Mobile Phone Usage in Martin County
Mobile phone usage in Martin County, Kentucky (2025 snapshot)
Population base
- Residents: ≈11,000; households: ≈4,300; adults (18+): ≈8,400.
User estimates and penetration
- Adult smartphone ownership: estimated 80–84% (≈6,700–7,100 adult users). This is a few points below Kentucky overall (≈84–87%).
- Households relying on cellular data as their only internet (“cellular‑only”): estimated 28–33% (≈1,200–1,450 households), materially higher than the Kentucky average (≈20–22%). This reflects terrain constraints, lower incomes, and patchy fixed broadband.
- Any internet subscription (home fixed or cellular): ≈72–76% of households in Martin County versus ≈82–85% statewide. The gap widened after the 2024 lapse of Affordable Connectivity Program funding, with a measurable shift from fixed broadband to mobile-only access.
Demographic breakdown of mobile use
- Age
- 18–34: smartphone ownership ≈93–96%; heavy app/social/video use; common hotspotting for school/work.
- 35–64: ≈85–90%; strong dependence for banking, commerce, and navigation; higher use of Wi‑Fi calling due to indoor coverage variability.
- 65+: ≈58–68%; growing telehealth and messaging adoption but lower video and mobile payments; device replacement cycles longer than state average.
- Income and education
- Low‑income households (prevalent in the county) show markedly higher cellular‑only reliance—often 40–50% within this segment—versus roughly 25–30% at the state level.
- Prepaid plans are notably more common than in Kentucky overall, and shared family plans are frequently optimized for hotspot data.
- Work and households
- Remote work share remains low (<10%), so phones are primarily personal and household connectivity tools. Mobile hotspot use for homework and telehealth exceeds the state average.
Digital infrastructure and coverage
- Carriers and networks
- AT&T (including FirstNet), Verizon, and T‑Mobile serve the county; regional carrier Appalachian Wireless is a meaningful presence and competitive on price and rural coverage.

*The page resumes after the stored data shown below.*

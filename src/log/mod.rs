pub mod finder;
pub mod watcher;

pub use finder::{find_latest_log_file_in_dir, list_log_files, resolve_log_directory, select_active};
pub use watcher::{
    IngestStats, LogChunk, LogPipeline, LogTracker, TrackerState, log_watcher_thread,
    process_full_log_file,
};
use std::fs;
use std::io::Write;
use std::path::{Path, PathBuf};

use tracing::{info, warn};

use crate::error::SettingsError;
use crate::models::AppSettings;

const SETTINGS_FILE: &str = "settings.json";

pub fn get_settings_file_path() -> PathBuf {
    PathBuf::from(SETTINGS_FILE)
}

pub fn read_app_settings(file_path: &Path) -> Result<AppSettings, SettingsError> {
    let content = fs::read_to_string(file_path)?;
    let mut settings: AppSettings = serde_json::from_str(&content)?;
    settings.clamp_all();
    Ok(settings)
}

/// Loads settings, falling back to defaults when the file is absent or unreadable.
pub fn load_app_settings(file_path: &Path) -> AppSettings {
    if !file_path.exists() {
        info!(path = %file_path.display(), "no settings file, using defaults");
        return AppSettings::default();
    }

    match read_app_settings(file_path) {
        Ok(settings) => {
            info!(
                path = %file_path.display(),
                parse_immunity = settings.parse_immunity,
                dps_mode = ?settings.dps_mode,
                window_secs = settings.correlation_window_secs,
                "loaded settings"
            );
            settings
        }
        Err(e) => {
            warn!(path = %file_path.display(), error = %e, "unusable settings file, using defaults");
            AppSettings::default()
        }
    }
}

pub fn save_app_settings(file_path: &Path, settings: &AppSettings) -> Result<(), SettingsError> {
    let json_content = serde_json::to_string_pretty(settings)?;

    let mut file = fs::File::create(file_path)?;
    file.write_all(json_content.as_bytes())?;
    file.flush()?;

    info!(path = %file_path.display(), "saved settings");
    Ok(())
}

pub fn auto_save_app_settings(file_path: &Path, settings: &AppSettings) {
    if let Err(e) = save_app_settings(file_path, settings) {
        warn!(path = %file_path.display(), error = %e, "failed to auto-save settings");
    }
}
use std::error::Error;
use std::path::PathBuf;
use std::sync::mpsc::{self, RecvTimeoutError};
use std::time::Duration;

use nwn_combat_stats::CombatSession;
use nwn_combat_stats::utils::{format_duration, get_settings_file_path, load_app_settings};
use tracing::info;
use tracing_subscriber::filter::EnvFilter;

const REPORT_INTERVAL: Duration = Duration::from_secs(10);

fn init_logging() {
    let filter = EnvFilter::builder()
        .with_default_directive(tracing::Level::INFO.into())
        .from_env_lossy();

    tracing_subscriber::fmt()
        .with_env_filter(filter)
        .with_target(true)
        .with_writer(std::io::stderr)
        .init();
}

fn main() -> Result<(), Box<dyn Error>> {
    init_logging();

    let settings_path = std::env::args_os()
        .nth(1)
        .map(PathBuf::from)
        .unwrap_or_else(get_settings_file_path);
    let session = CombatSession::new(load_app_settings(&settings_path));

    // Spawn the background thread for log watching.
    let ingestion = session.spawn_ingestion();

    let (stop_tx, stop_rx) = mpsc::channel();
    ctrlc::set_handler(move || {
        let _ = stop_tx.send(());
    })?;

    loop {
        match stop_rx.recv_timeout(REPORT_INTERVAL) {
            Err(RecvTimeoutError::Timeout) => report(&session),
            Ok(()) | Err(RecvTimeoutError::Disconnected) => break,
        }
    }

    info!("shutting down");
    ingestion.stop();
    report(&session);
    Ok(())
}

fn report(session: &CombatSession) {
    if session.store().is_empty() {
        return;
    }

    for row in session.dps_table() {
        info!(
            actor = %row.actor,
            dps = %format!("{:.1}", row.dps),
            total = row.total_damage,
            window = %format_duration(row.elapsed_secs),
            hit_rate = ?row.hit_rate.map(|r| format!("{:.0}%", r)),
            "dps"
        );
    }

    for snapshot in session.target_snapshots() {
        let immunities: Vec<String> = snapshot
            .damage_types
            .iter()
            .filter_map(|t| t.immunity_pct.map(|pct| format!("{} {}%", t.damage_type, pct)))
            .collect();
        info!(
            name = %snapshot.target,
            ac = %snapshot.ac_display,
            ab = %snapshot.ab_display,
            fort = ?snapshot.saves.fortitude,
            reflex = ?snapshot.saves.reflex,
            will = ?snapshot.saves.will,
            immunities = %immunities.join(", "),
            "target"
        );
    }
}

- 4G LTE: broad coverage in population centers (Inez, Warfield, Lovely) and along primary corridors, with dead zones in hollows and ridge areas typical of Appalachian topography.
- 5G: low‑band 5G covers main corridors and towns; mid‑band 5G capacity is limited outside those areas. As a result, LTE remains the workhorse technology more than in the state’s metro counties.
- Capacity and performance
- Evening congestion is common in cellular‑only clusters; uplink speeds are a constraint for live video and telehealth in some pockets.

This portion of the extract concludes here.